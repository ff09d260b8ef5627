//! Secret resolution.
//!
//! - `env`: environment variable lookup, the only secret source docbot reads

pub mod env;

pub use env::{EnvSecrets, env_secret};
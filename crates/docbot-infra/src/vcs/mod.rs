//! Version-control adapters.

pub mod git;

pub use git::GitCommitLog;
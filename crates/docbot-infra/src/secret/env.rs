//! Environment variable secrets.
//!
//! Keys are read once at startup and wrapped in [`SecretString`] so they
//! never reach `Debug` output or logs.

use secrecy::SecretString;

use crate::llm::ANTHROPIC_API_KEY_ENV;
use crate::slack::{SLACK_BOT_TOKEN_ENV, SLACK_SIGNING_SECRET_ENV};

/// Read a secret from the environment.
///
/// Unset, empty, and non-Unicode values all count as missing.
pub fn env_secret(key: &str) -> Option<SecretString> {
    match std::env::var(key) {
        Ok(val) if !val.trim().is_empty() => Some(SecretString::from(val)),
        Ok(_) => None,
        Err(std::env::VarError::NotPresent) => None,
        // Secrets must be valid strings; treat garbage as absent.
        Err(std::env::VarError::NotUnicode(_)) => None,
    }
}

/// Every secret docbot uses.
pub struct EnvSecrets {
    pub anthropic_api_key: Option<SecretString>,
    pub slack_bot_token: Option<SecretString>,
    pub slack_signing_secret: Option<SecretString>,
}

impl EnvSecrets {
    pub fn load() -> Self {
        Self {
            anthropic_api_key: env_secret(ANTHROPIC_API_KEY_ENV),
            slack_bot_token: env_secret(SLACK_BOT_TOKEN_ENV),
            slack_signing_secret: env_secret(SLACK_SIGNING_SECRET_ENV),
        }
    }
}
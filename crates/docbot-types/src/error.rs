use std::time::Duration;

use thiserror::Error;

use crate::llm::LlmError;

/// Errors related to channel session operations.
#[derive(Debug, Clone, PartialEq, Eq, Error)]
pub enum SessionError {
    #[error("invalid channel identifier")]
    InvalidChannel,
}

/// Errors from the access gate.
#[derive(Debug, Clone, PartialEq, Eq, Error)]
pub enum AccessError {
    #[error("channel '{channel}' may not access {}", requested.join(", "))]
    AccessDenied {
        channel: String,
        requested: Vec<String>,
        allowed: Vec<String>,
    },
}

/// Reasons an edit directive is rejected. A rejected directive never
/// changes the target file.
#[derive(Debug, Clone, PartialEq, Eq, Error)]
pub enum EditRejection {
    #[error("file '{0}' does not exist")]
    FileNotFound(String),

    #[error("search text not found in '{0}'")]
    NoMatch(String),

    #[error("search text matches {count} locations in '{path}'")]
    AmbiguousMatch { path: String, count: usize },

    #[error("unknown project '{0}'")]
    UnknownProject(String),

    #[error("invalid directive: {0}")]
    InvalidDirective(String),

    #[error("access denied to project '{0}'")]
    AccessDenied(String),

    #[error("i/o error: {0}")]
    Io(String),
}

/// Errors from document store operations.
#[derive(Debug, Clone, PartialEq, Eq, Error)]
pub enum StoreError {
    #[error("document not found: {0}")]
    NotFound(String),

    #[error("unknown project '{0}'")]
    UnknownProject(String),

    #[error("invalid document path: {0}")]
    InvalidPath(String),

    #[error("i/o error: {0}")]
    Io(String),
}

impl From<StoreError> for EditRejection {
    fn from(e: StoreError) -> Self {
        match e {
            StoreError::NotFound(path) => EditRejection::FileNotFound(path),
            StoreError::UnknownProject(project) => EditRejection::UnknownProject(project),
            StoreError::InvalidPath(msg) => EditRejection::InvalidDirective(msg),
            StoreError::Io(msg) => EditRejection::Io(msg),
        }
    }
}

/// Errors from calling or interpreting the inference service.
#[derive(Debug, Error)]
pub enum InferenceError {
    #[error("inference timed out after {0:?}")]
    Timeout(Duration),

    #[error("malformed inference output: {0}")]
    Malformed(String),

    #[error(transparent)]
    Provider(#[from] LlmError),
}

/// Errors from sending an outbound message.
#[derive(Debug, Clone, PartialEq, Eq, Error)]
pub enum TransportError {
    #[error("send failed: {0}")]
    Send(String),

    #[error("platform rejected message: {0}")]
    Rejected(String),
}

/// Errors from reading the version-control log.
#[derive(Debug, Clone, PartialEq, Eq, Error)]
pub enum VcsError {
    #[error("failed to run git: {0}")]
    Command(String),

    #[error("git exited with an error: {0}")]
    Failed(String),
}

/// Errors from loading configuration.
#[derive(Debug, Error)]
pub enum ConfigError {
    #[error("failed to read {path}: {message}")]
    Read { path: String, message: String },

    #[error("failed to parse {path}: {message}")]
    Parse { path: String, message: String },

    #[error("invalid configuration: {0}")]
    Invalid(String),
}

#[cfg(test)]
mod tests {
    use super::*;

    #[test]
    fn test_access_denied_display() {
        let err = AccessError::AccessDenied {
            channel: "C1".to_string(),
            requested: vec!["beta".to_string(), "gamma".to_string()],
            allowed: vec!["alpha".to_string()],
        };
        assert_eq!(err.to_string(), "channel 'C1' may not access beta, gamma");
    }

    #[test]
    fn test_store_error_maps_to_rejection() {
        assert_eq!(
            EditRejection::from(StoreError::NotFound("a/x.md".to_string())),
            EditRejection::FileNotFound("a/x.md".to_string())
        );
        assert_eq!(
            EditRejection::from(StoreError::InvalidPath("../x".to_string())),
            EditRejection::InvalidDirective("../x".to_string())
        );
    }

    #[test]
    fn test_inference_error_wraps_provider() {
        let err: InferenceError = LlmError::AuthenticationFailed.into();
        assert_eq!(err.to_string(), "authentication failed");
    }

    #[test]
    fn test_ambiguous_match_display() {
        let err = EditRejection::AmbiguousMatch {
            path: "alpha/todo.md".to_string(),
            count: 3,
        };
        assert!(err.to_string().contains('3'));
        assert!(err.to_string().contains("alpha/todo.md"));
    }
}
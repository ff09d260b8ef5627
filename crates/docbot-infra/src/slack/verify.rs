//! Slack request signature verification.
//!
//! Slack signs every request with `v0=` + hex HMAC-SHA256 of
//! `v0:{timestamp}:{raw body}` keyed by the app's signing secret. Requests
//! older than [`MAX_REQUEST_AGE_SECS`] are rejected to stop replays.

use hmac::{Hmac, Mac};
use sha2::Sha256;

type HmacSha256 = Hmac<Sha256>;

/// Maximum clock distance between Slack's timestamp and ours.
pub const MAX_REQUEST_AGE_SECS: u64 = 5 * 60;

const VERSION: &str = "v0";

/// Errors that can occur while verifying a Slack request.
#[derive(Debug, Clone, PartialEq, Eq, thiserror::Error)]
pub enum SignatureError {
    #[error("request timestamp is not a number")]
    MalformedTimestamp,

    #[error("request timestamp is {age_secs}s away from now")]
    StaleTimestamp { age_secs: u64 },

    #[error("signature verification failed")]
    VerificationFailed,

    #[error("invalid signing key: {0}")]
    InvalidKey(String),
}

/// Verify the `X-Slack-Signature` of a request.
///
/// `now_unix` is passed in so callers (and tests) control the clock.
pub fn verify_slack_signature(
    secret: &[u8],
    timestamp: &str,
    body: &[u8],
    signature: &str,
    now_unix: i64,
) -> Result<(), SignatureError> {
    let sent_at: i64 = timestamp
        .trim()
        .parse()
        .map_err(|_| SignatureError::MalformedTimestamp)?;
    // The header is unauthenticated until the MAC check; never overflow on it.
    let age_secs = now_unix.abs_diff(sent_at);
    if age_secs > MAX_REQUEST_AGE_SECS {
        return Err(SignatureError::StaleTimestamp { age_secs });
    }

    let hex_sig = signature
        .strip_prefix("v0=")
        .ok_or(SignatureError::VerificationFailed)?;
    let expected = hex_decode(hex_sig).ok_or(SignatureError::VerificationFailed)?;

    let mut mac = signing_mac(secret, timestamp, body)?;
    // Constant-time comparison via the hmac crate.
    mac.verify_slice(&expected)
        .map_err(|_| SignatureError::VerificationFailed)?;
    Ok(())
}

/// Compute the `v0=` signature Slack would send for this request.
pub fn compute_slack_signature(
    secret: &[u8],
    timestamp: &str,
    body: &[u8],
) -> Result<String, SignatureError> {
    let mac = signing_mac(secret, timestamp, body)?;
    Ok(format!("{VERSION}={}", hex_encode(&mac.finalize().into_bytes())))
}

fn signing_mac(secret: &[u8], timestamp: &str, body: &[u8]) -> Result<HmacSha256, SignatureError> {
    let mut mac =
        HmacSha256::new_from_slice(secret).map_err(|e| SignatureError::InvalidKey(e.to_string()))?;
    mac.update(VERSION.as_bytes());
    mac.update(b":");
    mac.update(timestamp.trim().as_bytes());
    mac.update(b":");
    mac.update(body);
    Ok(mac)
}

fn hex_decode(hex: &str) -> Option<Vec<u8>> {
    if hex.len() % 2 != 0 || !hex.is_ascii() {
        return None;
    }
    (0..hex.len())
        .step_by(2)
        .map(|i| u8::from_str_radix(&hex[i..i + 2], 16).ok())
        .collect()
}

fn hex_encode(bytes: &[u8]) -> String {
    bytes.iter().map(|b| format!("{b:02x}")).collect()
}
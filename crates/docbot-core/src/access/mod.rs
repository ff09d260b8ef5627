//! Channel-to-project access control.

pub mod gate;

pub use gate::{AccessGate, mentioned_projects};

--

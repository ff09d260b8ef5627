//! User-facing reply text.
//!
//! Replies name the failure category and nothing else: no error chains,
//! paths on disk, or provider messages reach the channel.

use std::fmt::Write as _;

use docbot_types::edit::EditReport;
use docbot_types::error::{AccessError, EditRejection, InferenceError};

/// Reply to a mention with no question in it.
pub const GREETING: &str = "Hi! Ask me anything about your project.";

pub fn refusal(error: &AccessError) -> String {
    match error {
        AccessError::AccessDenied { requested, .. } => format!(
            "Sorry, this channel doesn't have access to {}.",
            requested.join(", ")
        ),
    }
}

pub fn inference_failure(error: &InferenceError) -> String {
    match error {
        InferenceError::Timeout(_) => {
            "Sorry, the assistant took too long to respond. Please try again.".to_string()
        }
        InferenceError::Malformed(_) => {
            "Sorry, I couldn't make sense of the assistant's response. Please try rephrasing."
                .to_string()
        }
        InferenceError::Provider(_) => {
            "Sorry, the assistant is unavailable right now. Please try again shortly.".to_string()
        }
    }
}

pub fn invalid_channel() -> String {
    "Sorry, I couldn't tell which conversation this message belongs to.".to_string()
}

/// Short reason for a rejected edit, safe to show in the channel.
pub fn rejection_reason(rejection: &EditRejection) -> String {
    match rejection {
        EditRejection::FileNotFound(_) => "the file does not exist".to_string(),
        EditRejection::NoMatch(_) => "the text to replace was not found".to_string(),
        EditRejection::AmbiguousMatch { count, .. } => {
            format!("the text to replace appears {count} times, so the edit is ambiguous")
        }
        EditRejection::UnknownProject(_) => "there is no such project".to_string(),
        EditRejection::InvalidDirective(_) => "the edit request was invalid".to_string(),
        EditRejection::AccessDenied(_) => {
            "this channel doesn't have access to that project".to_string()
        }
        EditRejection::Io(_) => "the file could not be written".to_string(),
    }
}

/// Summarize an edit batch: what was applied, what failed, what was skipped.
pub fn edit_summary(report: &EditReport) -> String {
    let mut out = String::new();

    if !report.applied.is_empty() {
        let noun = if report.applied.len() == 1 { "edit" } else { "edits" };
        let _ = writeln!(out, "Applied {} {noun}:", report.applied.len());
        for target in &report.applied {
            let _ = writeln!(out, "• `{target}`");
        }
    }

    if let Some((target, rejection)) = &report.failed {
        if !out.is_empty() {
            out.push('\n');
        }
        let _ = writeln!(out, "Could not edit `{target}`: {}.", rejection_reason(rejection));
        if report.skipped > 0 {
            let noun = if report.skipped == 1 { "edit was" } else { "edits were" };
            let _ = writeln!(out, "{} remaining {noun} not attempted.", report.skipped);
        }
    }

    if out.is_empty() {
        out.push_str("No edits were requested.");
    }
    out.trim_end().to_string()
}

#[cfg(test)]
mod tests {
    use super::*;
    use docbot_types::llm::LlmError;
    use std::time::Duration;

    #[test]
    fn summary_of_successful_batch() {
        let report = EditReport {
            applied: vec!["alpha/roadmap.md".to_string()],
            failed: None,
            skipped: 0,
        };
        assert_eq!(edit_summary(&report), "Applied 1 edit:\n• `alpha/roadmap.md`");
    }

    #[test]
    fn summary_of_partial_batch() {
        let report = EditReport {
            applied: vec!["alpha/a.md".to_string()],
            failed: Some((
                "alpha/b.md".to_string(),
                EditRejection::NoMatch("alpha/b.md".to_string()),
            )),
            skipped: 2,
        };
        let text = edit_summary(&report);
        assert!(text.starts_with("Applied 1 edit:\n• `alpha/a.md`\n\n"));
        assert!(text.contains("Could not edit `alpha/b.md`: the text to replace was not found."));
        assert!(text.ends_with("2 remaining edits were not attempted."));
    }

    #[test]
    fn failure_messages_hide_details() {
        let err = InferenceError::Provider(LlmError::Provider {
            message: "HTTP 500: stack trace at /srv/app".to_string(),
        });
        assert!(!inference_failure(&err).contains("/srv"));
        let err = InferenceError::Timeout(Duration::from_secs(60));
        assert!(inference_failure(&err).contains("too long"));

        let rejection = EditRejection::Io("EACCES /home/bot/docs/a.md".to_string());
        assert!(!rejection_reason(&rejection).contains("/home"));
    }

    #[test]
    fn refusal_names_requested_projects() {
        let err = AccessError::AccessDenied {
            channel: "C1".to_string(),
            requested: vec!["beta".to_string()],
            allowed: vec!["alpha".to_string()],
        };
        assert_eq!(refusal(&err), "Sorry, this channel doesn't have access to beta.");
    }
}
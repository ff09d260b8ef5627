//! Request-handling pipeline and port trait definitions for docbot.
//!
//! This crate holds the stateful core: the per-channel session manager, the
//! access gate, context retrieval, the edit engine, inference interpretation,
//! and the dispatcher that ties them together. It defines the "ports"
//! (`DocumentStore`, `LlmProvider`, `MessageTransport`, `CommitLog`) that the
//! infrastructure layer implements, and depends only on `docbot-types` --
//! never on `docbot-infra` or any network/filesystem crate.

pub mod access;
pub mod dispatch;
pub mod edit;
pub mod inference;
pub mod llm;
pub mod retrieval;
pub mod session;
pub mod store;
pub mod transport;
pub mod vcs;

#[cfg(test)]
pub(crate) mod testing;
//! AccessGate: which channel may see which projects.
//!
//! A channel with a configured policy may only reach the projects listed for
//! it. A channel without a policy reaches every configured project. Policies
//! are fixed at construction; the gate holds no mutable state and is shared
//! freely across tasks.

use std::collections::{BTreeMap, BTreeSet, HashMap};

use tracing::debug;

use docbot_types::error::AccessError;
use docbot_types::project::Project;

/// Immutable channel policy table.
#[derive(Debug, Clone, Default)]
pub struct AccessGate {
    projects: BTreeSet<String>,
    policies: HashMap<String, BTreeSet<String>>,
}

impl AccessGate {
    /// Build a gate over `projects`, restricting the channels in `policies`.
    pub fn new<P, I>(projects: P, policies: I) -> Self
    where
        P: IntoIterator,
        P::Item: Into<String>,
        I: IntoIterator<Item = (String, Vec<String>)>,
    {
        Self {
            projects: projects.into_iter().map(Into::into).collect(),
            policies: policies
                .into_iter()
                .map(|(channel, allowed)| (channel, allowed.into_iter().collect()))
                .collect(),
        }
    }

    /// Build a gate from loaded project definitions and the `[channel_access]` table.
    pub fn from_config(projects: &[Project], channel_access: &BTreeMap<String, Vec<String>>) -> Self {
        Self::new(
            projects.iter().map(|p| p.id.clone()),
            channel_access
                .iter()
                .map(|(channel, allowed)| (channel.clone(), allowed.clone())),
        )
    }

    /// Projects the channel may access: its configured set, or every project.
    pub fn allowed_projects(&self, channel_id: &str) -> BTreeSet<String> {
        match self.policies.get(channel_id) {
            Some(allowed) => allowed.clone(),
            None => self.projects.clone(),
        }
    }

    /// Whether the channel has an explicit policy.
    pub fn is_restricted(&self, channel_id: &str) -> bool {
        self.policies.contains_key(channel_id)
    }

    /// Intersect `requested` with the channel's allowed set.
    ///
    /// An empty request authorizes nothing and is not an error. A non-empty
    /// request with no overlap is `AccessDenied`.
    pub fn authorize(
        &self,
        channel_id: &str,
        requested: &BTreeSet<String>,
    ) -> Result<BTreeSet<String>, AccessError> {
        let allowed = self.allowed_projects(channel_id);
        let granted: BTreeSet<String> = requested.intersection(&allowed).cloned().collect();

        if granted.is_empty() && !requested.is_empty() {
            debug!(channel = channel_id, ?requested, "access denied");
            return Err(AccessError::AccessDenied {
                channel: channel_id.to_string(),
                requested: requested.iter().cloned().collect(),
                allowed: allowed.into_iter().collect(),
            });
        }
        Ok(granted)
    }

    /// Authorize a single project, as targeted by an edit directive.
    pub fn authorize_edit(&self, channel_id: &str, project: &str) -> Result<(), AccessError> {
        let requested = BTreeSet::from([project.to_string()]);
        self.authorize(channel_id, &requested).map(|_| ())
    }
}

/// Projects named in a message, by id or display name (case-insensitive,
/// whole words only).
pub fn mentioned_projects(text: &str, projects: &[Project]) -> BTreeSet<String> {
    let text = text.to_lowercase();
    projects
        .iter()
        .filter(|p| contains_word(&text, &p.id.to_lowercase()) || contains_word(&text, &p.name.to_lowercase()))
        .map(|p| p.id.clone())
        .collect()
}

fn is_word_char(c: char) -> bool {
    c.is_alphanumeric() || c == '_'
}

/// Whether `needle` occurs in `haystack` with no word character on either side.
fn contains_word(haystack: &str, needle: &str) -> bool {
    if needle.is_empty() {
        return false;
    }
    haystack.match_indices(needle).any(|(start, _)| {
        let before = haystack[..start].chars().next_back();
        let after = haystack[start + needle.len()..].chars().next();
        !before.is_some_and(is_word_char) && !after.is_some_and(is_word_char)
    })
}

---

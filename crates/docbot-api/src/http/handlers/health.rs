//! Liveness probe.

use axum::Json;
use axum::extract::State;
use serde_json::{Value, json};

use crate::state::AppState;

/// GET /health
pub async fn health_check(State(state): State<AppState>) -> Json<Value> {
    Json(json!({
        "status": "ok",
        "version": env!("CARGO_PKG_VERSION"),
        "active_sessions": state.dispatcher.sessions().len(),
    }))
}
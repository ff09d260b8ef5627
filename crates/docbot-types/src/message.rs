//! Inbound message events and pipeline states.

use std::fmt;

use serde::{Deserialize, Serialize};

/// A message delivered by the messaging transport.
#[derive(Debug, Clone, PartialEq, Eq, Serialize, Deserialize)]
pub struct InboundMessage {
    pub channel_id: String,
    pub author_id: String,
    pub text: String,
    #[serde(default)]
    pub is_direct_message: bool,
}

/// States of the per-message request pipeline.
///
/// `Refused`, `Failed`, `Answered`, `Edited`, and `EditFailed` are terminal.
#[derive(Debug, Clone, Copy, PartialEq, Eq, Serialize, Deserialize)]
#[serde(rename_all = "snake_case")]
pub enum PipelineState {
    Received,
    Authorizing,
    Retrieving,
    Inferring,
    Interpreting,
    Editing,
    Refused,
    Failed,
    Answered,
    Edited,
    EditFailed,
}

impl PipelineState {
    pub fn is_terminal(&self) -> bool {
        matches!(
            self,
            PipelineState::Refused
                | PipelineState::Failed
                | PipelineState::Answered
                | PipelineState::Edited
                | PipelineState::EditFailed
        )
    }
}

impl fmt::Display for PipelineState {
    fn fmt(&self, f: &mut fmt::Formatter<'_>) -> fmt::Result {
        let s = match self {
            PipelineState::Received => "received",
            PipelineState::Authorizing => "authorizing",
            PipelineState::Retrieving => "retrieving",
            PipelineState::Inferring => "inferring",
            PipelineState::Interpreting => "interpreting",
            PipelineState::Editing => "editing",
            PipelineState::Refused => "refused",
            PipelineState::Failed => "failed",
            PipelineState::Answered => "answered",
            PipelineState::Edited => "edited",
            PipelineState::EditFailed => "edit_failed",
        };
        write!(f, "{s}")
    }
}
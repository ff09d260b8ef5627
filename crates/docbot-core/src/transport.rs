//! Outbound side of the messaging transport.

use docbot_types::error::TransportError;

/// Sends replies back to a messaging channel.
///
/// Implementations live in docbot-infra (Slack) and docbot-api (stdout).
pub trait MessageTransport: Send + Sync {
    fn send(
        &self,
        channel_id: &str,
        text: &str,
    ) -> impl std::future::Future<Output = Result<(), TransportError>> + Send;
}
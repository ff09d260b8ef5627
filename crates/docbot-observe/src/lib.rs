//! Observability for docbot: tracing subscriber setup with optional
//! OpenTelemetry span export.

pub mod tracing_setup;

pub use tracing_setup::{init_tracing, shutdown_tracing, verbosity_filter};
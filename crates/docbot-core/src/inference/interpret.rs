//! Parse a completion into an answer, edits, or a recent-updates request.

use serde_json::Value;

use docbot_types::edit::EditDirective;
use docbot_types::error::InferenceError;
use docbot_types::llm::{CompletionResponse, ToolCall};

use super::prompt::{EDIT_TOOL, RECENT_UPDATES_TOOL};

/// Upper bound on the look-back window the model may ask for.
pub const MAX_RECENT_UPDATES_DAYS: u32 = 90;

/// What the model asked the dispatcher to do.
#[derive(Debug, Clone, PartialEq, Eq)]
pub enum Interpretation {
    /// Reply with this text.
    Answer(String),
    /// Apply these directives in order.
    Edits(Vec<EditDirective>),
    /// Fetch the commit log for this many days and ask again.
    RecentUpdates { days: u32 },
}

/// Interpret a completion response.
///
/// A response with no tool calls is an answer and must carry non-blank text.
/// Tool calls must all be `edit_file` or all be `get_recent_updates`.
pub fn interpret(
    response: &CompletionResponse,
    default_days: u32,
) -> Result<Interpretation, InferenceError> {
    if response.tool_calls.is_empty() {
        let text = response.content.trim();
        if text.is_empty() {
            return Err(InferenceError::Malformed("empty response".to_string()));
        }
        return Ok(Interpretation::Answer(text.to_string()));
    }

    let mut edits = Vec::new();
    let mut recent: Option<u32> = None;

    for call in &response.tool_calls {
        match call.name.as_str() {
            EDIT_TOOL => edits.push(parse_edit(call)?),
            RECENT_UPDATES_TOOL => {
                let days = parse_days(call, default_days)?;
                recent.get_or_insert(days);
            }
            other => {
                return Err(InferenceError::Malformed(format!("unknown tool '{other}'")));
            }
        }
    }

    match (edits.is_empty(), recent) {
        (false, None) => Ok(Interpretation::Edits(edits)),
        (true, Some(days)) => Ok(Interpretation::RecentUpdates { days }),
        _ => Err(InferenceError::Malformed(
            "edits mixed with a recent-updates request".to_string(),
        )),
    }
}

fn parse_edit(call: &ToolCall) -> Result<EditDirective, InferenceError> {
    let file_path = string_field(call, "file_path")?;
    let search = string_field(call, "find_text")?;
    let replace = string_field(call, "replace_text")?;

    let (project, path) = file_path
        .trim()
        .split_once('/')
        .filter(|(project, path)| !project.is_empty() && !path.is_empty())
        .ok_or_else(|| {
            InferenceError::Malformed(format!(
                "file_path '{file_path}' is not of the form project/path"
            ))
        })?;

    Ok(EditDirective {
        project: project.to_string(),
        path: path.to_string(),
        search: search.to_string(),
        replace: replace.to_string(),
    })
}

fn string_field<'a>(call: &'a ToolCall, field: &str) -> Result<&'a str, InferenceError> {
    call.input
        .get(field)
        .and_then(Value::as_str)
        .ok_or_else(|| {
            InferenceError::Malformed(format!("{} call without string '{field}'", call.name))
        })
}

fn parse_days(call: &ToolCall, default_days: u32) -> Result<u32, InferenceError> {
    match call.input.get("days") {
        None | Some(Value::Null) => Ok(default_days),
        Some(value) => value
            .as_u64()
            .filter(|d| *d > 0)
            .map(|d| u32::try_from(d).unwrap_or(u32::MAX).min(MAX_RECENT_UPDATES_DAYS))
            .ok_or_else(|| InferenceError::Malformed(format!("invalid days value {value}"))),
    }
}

### TASK TO CARRY OUT
Every line above in which the word "Sorry" occurs is to be copied.

### WORKED SOLUTION
            "Sorry, this channel doesn't have access to {}.",
            "Sorry, the assistant took too long to respond. Please try again.".to_string()
            "Sorry, I couldn't make sense of the assistant's response. Please try rephrasing."
            "Sorry, the assistant is unavailable right now. Please try again shortly.".to_string()
    "Sorry, I couldn't tell which conversation this message belongs to.".to_string()
        assert_eq!(refusal(&err), "Sorry, this channel doesn't have access to beta.");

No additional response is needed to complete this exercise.